In an e-mail to Kaiser Health News, Rachel Arrezola, a DMHC spokesperson, said the department still needs to prove that Delta Dental's assets are subject to charitable spending, but said the purchase assessment is under way. The deal will be discussed at a public meeting on January 30 in Sacramento.
"They just seem to be nothing else than to cover up the nests of their own managers."
– Michael Johnson, former director at Blue Shield of California, became a whistleblower
In addition to the issue of this specific sale, tax-free non-profit organizations must also spend operating resources carefully. For years, the CEOs of Delta Dental of California have earned millions of dollars, including the $ 14.3 million in 2016. The company refused to announce its remuneration for 2017 or 2018.
"That's a very healthy number," says Marcus Owens, former director of the Internal Revenue Service department, who is responsible for overseeing non-profit organizations, and currently a partner at the Loeb & Loeb law firm. "It is the kind of level that, if the IRS … had the means to investigate cases for compensation, they might be able to follow up on that."
The compensation for the board has also been examined, with members receiving from $ 46,000 to $ 203,000 in 2016 for one to two hours of work per week, according to tax returns.

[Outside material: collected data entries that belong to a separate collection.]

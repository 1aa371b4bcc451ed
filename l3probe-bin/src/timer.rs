//! Timer selection for the `probe` binary.
//!
//! To add a new timer, implement the `DurationTimer` trait in a new crate and add a new
//! variant to the `TimerKind` enum.

use clap::ValueEnum;
use l3probe_core::timer::DurationTimer;
use l3probe_instant::InstantTimer;
use l3probe_tsc::TscTimer;
use serde::Serialize;

/// Available timer implementations.
#[derive(Clone, Copy, Debug, PartialEq, Eq, ValueEnum, Serialize)]
#[serde(rename_all = "lowercase")]
pub enum TimerKind {
    /// `std::time::Instant`, nanosecond ticks
    Instant,
    /// x86_64 time stamp counter via `rdtscp`
    Tsc,
}

/// Construct the timer selected by `kind`.
///
/// # Errors
///
/// Returns an error if the timer is not supported on this machine.
pub fn construct_timer(kind: TimerKind) -> anyhow::Result<Box<dyn DurationTimer>> {
    let timer: Box<dyn DurationTimer> = match kind {
        TimerKind::Instant => Box::new(InstantTimer::new()),
        TimerKind::Tsc => Box::new(TscTimer::new()?),
    };
    Ok(timer)
}

#[cfg(test)]
mod tests {
    use super::{TimerKind, construct_timer};

    #[test]
    fn test_construct_instant() -> anyhow::Result<()> {
        let timer = construct_timer(TimerKind::Instant)?;
        assert_eq!(timer.name(), "instant");
        assert_eq!(timer.tick_nanos(), 1.0);
        Ok(())
    }
}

Board chairs received considerably more that year in the range of $ 172,000 to $ 223,000. And traveling for companions and staff to an annual meeting on the Caribbean island of Barbados is part of that compensation for some board members, according to tax applications from Delta Dental from Pennsylvania, a subsidiary of Delta Dental from California.
Compensation for board members is not the norm in the non-profit organization, Owens said, although that does not mean it's inappropriate, especially for a company as big as Delta Dental. According to the articles of association of the corporation, directors are not allowed to receive a salary, but they can compensate the time and costs for preparing and attending meetings of the board of directors.
Critics have drawn attention to high salaries at Delta Dental plans in other states, including those in Washington, Michigan and Missouri.
Delta Dental from California defended its remuneration structure and said: "We need to attract top talent to provide best-in-class service to our employees / members, so we are guided by a pay for performance philosophy, and we use a lot of governance instruments to ensure that the remuneration of directors is suitable. "
This story is produced by Kaiser Health News (KHN), that publishes California Healthline, an editorial independent service of the California Health Care Foundation. KHN is not affiliated with Kaiser Permanente.